Last Updated on February 22, 2022 by Allison Price

How can you tell if your horse’s happy? Dr Debbie Marsden, an expert in equine behavior, explains 13 signs that you can watch for to determine how your horse feels.

How to read the body language of your horse

1. His nostrils

The nostrils of your horse should be soft, round, and relaxed. Unhappy horses will make their nostrils tighter, thinner, and more drawn.

2. His lip line

The horse’s lips should be relaxed and softly curved. This is where he will feel tight and pulled if he feels tense.

3. His lower jaw

When your horse is happy, his lower jaw should be open. You might see his lower jaw hanging down or he may be dribbling.

4. His tail

The horse’s tail should be loose and free to move freely. If there are no injuries to the tail, it should remain straight.

5. His ears

You shouldn’t judge happiness by your horse’s ears. He’ll usually point his ears in the direction he feels tense. If they point forward or back, it’s likely that he is focusing on something in this direction.

13 signs your horse is happy

How to read your horse’s behaviour in his field

6. Pawing and Rearing

Although it may seem like your horse is fighting, a horse that rears up with his front legs at another horse and paws the ground is often enjoying himself can be a sign he’s happy. If they are happy, horses won’t play with one another. Horses that are galloping along the fenceline may be unhappy or stressed.

7. Relaxed

While grazing, your horse should be relaxed and alert to his surroundings.

8. Mutual grooming

A sign that your horse is happy, healthy, and bonding is mutual grooming in the field.

How to read the behavior of your horse in his stable

9. Regular droppings

Horses should have regular, normal-sized droppings. Horses that are stressed may not defecate as often as they should.

10. A haynet is shared

It’s a sign that your horse is happy if he shares a haynet while he’s tied up in the yard.

11. A smooth bed

As happy horses don’t wander around their stable, it is important that your horse’s bedding remains in its original place. Stressed horses may move around.

12. Stable vices

Stable vices like box walking and crib-biting are not something horses will do if they’re stressed.

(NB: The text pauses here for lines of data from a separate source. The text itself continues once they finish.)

//! Worker handle and pending jobs.

use crate::handler::JobHandler;
use crate::messages::{JobId, JobReply, JobRequest, WorkerMsg};
use crate::{WorkerError, WorkerResult};
use pixkit_color::Adjustment;
use pixkit_core::{PixelBuffer, Point, Rgb};
use pixkit_ops::BlockSize;
use std::fmt;
use std::sync::atomic::{AtomicU64, Ordering};
use std::sync::mpsc::{channel, Receiver, RecvTimeoutError, Sender, TryRecvError};
use std::thread::{self, JoinHandle};
use std::time::Duration;
use tracing::{error, trace};

/// A background thread running jobs in submission order.
///
/// Dropping the worker lets already queued jobs finish, then joins the
/// thread.
pub struct Worker {
    name: String,
    tx: Sender<WorkerMsg>,
    thread: Option<JoinHandle<()>>,
    next_id: AtomicU64,
}

impl Worker {
    /// Starts a worker thread with the given name.
    ///
    /// # Errors
    ///
    /// [`WorkerError::Spawn`] if the OS refuses the thread.
    pub fn spawn(name: impl Into<String>) -> WorkerResult<Self> {
        let name = name.into();
        let (tx, rx) = channel();

        let handler = JobHandler::new(rx, name.clone());
        let thread = thread::Builder::new()
            .name(name.clone())
            .spawn(move || handler.run())
            .map_err(WorkerError::Spawn)?;

        Ok(Self {
            name,
            tx,
            thread: Some(thread),
            next_id: AtomicU64::new(0),
        })
    }

    /// Thread name.
    pub fn name(&self) -> &str {
        &self.name
    }

    /// Queues a job.
    ///
    /// The request's buffer goes to the worker; the returned handle keeps a
    /// copy so it can fall back to it.
    pub fn submit(&self, request: JobRequest) -> PendingJob {
        let id = JobId(self.next_id.fetch_add(1, Ordering::Relaxed));
        let original = request.buffer().clone();
        let (reply_tx, reply_rx) = channel();

        trace!(worker = %self.name, job = %id, kind = request.name(), "Job submitted");
        let msg = WorkerMsg::Job {
            id,
            request,
            reply: reply_tx,
        };
        if self.tx.send(msg).is_err() {
            // reply_tx went down with the message, the job sees Disconnected
            error!(worker = %self.name, job = %id, "Worker thread is gone");
        }

        PendingJob {
            id,
            original,
            rx: reply_rx,
        }
    }

    /// Queues a pixelate job.
    pub fn pixelate(&self, buffer: PixelBuffer, block: BlockSize) -> PendingJob {
        self.submit(JobRequest::Pixelate { buffer, block })
    }

    /// Queues a lightness / saturation job.
    pub fn adjust(&self, buffer: PixelBuffer, adjustment: Adjustment) -> PendingJob {
        self.submit(JobRequest::Adjust { buffer, adjustment })
    }

    /// Queues a flood fill job.
    pub fn flood_fill(&self, buffer: PixelBuffer, seed: Point, color: Rgb) -> PendingJob {
        self.submit(JobRequest::FloodFill {
            buffer,
            seed,
            color,
        })
    }
}

impl fmt::Debug for Worker {
    fn fmt(&self, f: &mut fmt::Formatter<'_>) -> fmt::Result {
        f.debug_struct("Worker")
            .field("name", &self.name)
            .field("submitted", &self.next_id.load(Ordering::Relaxed))
            .finish()
    }
}

impl Drop for Worker {
    fn drop(&mut self) {
        let _ = self.tx.send(WorkerMsg::Shutdown);

        if let Some(thread) = self.thread.take() {
            if thread.join().is_err() {
                error!(worker = %self.name, "Worker thread panicked");
            }
        }
    }
}

/// Handle to a submitted job.
///
/// Holds the caller's original buffer until the reply arrives. A result can
/// be taken once; later polls report [`WorkerError::Disconnected`].
#[derive(Debug)]
pub struct PendingJob {
    id: JobId,
    original: PixelBuffer,
    rx: Receiver<JobReply>,
}

impl PendingJob {
    /// Job id.
    pub fn id(&self) -> JobId {
        self.id
    }

    /// The buffer as it was when submitted.
    pub fn original(&self) -> &PixelBuffer {
        &self.original
    }

    /// Non-blocking poll. `None` while the job is queued or running.
    pub fn try_wait(&self) -> Option<WorkerResult<PixelBuffer>> {
        match self.rx.try_recv() {
            Ok(reply) => Some(reply.result),
            Err(TryRecvError::Empty) => None,
            Err(TryRecvError::Disconnected) => Some(Err(WorkerError::Disconnected)),
        }
    }

    /// Blocks until the job finishes.
    pub fn wait(self) -> WorkerResult<PixelBuffer> {
        self.wait_reply()?.result
    }

    /// Blocks until the job finishes and returns the full reply.
    pub fn wait_reply(self) -> WorkerResult<JobReply> {
        self.rx.recv().map_err(|_| WorkerError::Disconnected)
    }

    /// Blocks for at most `timeout`.
    ///
    /// On [`WorkerError::Timeout`] the job keeps running and can be waited
    /// on again.
    pub fn wait_timeout(&self, timeout: Duration) -> WorkerResult<PixelBuffer> {
        match self.rx.recv_timeout(timeout) {
            Ok(reply) => reply.result,
            Err(RecvTimeoutError::Timeout) => Err(WorkerError::Timeout(timeout)),
            Err(RecvTimeoutError::Disconnected) => Err(WorkerError::Disconnected),
        }
    }

    /// Waits for the job; on any failure logs it and returns the original
    /// buffer unmodified.
    pub fn resolve(self) -> PixelBuffer {
        let id = self.id;
        match self.rx.recv() {
            Ok(JobReply {
                result: Ok(buffer), ..
            }) => buffer,
            Ok(JobReply { result: Err(e), .. }) => {
                error!(job = %id, error = %e, "Job failed, keeping original buffer");
                self.original
            }
            Err(_) => {
                error!(job = %id, "Worker disconnected, keeping original buffer");
                self.original
            }
        }
    }
}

They also release endorphins which make them happy. Vice-like behavior could indicate he’s feeling excited.

How to read your horse’s behaviour when you ride

13. Breathe out

If your horse makes a soft, snorting sound while being ridden, this is a sign that he is feeling relaxed and happy.

Allison Price
Allison Price

I’m Allison, born and raised in San Diego California, the earliest memory I have with horses was at my grandfather’s farm. I used to sit at the stable as a kid and hang out with my Papa while he was training the horses. When I was invited to watch a horse riding competition, I got so fascinated with riding!